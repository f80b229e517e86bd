// src/utils/error.rs
use std::io;
use thiserror::Error;

/// Main error type for the simulator application
///
/// This enum represents the error conditions that can surface outside the
/// engine: configuration, I/O, serialization and runtime setup. The engine
/// itself never returns errors, and network failures stay inside the fetcher
/// as [`FetchError`].
#[derive(Error, Debug)]
pub enum MinerError {
    /// Configuration file or parameter errors
    #[error("Configuration error: {0}")]
    ConfigError(String),

    /// Standard I/O operation errors
    #[error("I/O error: {0}")]
    IoError(#[from] io::Error),

    /// JSON serialization/deserialization errors
    #[error("JSON error: {0}")]
    JsonError(#[from] serde_json::Error),

    /// HTTP client construction errors
    #[error("HTTP error: {0}")]
    HttpError(#[from] reqwest::Error),

    /// Missing or unusable async runtime
    #[error("Runtime error: {0}")]
    RuntimeError(String),

    /// Async task execution errors
    #[error("Task execution error: {0}")]
    TaskError(String),
}

/// Failure of a single network sub-fetch
///
/// Every variant is non-fatal: the fetcher logs it and keeps the last good
/// value. The type is `Clone` so scripted transports can replay failures.
#[derive(Error, Debug, Clone, PartialEq)]
pub enum FetchError {
    /// Connection refused, DNS failure or any other transport problem
    #[error("network unavailable: {0}")]
    NetworkUnavailable(String),

    /// Endpoint answered with a non-2xx status
    #[error("unexpected HTTP status {0}")]
    UnexpectedStatus(u16),

    /// Body could not be parsed into the expected shape
    #[error("malformed response: {0}")]
    MalformedResponse(String),

    /// Request did not complete within the configured bound
    #[error("request timed out")]
    Timeout,
}

/// Classifies reqwest failures into the fetch taxonomy
impl From<reqwest::Error> for FetchError {
    fn from(e: reqwest::Error) -> Self {
        if e.is_timeout() {
            FetchError::Timeout
        } else if let Some(status) = e.status() {
            FetchError::UnexpectedStatus(status.as_u16())
        } else if e.is_decode() {
            FetchError::MalformedResponse(e.to_string())
        } else {
            FetchError::NetworkUnavailable(e.to_string())
        }
    }
}

/// Converts TOML parse errors into MinerError
///
/// Used when the configuration file exists but cannot be parsed.
impl From<toml::de::Error> for MinerError {
    fn from(e: toml::de::Error) -> Self {
        MinerError::ConfigError(format!("Invalid config format: {}", e))
    }
}

/// Converts async task join errors into MinerError
///
/// Used when the reporter or another background task panics or is
/// aborted. Wraps the original error in a `TaskError` variant.
impl From<tokio::task::JoinError> for MinerError {
    fn from(e: tokio::task::JoinError) -> Self {
        MinerError::TaskError(format!("Async task failed: {}", e))
    }
}

#[cfg(test)]
mod tests {
    use super::*;

    #[test]
    fn toml_errors_become_config_errors() {
        let err: MinerError = toml::from_str::<toml::Value>("= broken")
            .unwrap_err()
            .into();
        assert!(matches!(err, MinerError::ConfigError(msg) if msg.starts_with("Invalid config format")));
    }

    #[test]
    fn fetch_errors_render_readably() {
        assert_eq!(
            FetchError::UnexpectedStatus(500).to_string(),
            "unexpected HTTP status 500"
        );
        assert_eq!(FetchError::Timeout.to_string(), "request timed out");
    }
}
// src/cli/commands.rs
use clap::{Parser, Subcommand};
use std::path::PathBuf;

/// NerdMiner simulator - synthetic mining device with live network data
#[derive(Parser, Debug)]
#[command(name = "nerdminer-sim")]
#[command(version, about, long_about = None)]
pub struct Commands {
    /// The action to perform (run the simulation or generate config)
    #[command(subcommand)]
    pub action: Action,
}

/// Top-level commands for the simulator
#[derive(Subcommand, Debug)]
pub enum Action {
    /// Run the simulated device and report its stats
    Run(RunOptions),

    /// Generate configuration file template
    Config(ConfigOptions),
}

/// Options for running the simulation
#[derive(Parser, Debug)]
pub struct RunOptions {
    /// Path to configuration file (defaults are used if it does not exist)
    #[arg(short, long, default_value = "nerdminer.toml")]
    pub config: PathBuf,

    /// Number of hash workers (overrides config)
    #[arg(short, long)]
    pub workers: Option<usize>,

    /// Seconds between two status reports
    #[arg(short, long, default_value_t = 2)]
    pub report_interval: u64,

    /// Stop after this many seconds instead of waiting for Ctrl-C
    #[arg(short, long)]
    pub duration: Option<u64>,

    /// Print each report as a JSON snapshot on stdout
    #[arg(long)]
    pub json: bool,

    /// Enable debug logging
    #[arg(short, long)]
    pub verbose: bool,
}

/// Options for generating configuration files
#[derive(Parser, Debug)]
pub struct ConfigOptions {
    /// Output file path
    #[arg(short, long, default_value = "nerdminer.toml")]
    pub output: PathBuf,
}

#[cfg(test)]
mod tests {
    use super::*;

    #[test]
    fn run_defaults() {
        let cli = Commands::try_parse_from(["nerdminer-sim", "run"]).unwrap();
        match cli.action {
            Action::Run(opts) => {
                assert_eq!(opts.config, PathBuf::from("nerdminer.toml"));
                assert_eq!(opts.report_interval, 2);
                assert!(opts.workers.is_none());
                assert!(!opts.json);
            }
            other => panic!("unexpected action {:?}", other),
        }
    }

    #[test]
    fn run_overrides() {
        let cli = Commands::try_parse_from([
            "nerdminer-sim", "run", "-w", "4", "--duration", "10", "--json",
        ])
        .unwrap();
        match cli.action {
            Action::Run(opts) => {
                assert_eq!(opts.workers, Some(4));
                assert_eq!(opts.duration, Some(10));
                assert!(opts.json);
            }
            other => panic!("unexpected action {:?}", other),
        }
    }
}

------------------------------------------------------------

Every line of the material above that includes the string "parsed" is required.

    /// Body could not be parsed into the expected shape
/// Used when the configuration file exists but cannot be parsed.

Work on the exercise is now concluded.